(Stored data)
Content starts
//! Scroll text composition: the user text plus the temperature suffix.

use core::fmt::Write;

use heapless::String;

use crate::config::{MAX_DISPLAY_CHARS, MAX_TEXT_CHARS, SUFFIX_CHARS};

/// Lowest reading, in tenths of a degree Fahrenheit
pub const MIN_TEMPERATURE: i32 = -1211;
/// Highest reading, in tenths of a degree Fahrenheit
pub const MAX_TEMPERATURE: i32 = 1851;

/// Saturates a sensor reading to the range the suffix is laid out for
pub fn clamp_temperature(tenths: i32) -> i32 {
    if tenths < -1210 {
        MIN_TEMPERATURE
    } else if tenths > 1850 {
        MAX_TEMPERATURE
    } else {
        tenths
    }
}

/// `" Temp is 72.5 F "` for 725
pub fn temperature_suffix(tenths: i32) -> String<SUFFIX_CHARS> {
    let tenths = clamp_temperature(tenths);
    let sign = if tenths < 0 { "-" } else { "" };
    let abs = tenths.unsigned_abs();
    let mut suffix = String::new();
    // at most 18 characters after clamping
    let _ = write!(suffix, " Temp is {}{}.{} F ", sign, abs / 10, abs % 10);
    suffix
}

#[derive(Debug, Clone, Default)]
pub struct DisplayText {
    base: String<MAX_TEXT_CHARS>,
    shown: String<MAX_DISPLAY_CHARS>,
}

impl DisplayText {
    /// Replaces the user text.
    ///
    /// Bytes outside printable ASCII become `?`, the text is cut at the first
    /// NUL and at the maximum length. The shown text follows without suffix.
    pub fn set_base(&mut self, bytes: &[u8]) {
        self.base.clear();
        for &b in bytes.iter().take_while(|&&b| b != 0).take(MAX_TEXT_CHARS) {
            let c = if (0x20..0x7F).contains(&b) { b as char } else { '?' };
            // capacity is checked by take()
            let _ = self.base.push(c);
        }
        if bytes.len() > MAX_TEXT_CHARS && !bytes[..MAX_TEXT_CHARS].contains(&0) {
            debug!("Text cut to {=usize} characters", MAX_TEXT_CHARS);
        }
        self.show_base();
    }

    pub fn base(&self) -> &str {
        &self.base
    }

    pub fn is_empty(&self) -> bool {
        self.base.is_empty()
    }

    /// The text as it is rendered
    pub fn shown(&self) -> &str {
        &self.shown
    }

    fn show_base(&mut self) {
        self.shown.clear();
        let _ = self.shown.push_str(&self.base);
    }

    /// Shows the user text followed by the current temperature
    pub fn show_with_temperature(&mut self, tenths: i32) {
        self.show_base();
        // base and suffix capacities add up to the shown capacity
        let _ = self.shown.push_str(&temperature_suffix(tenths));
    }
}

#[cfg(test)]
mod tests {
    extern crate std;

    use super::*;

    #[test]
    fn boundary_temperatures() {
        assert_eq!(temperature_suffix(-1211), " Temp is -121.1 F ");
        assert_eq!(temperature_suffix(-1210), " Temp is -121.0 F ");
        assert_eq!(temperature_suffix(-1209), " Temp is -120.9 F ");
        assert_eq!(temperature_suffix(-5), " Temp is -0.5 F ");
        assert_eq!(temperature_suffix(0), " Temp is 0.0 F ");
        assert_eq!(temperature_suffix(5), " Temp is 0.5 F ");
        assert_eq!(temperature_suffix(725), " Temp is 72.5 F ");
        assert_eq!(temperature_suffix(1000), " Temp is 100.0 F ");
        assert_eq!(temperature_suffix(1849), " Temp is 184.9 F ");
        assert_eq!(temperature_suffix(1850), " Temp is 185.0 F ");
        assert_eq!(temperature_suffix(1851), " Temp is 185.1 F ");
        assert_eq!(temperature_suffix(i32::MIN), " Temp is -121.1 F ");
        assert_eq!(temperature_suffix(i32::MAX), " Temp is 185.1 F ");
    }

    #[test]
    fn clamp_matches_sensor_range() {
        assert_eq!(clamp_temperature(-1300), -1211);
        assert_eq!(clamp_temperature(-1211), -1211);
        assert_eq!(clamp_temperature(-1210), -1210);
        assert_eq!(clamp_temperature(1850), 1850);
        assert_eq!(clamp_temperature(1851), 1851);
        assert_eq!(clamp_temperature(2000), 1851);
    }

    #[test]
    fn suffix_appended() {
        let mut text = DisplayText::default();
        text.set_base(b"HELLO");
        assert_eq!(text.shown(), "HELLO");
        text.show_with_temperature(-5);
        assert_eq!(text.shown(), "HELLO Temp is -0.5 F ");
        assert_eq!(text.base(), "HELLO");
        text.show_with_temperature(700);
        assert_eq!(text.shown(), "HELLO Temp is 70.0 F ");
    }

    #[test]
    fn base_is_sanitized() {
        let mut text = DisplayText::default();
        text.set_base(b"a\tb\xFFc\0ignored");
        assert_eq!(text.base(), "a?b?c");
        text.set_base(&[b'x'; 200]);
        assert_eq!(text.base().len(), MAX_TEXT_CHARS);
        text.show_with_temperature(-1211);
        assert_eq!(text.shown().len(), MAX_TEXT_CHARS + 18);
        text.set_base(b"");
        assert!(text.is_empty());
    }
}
Content ends
→ **Work instruction**: From the records above, count the lines that contain "degree". Only the number should be written.

→ **Answer to the problem**: 2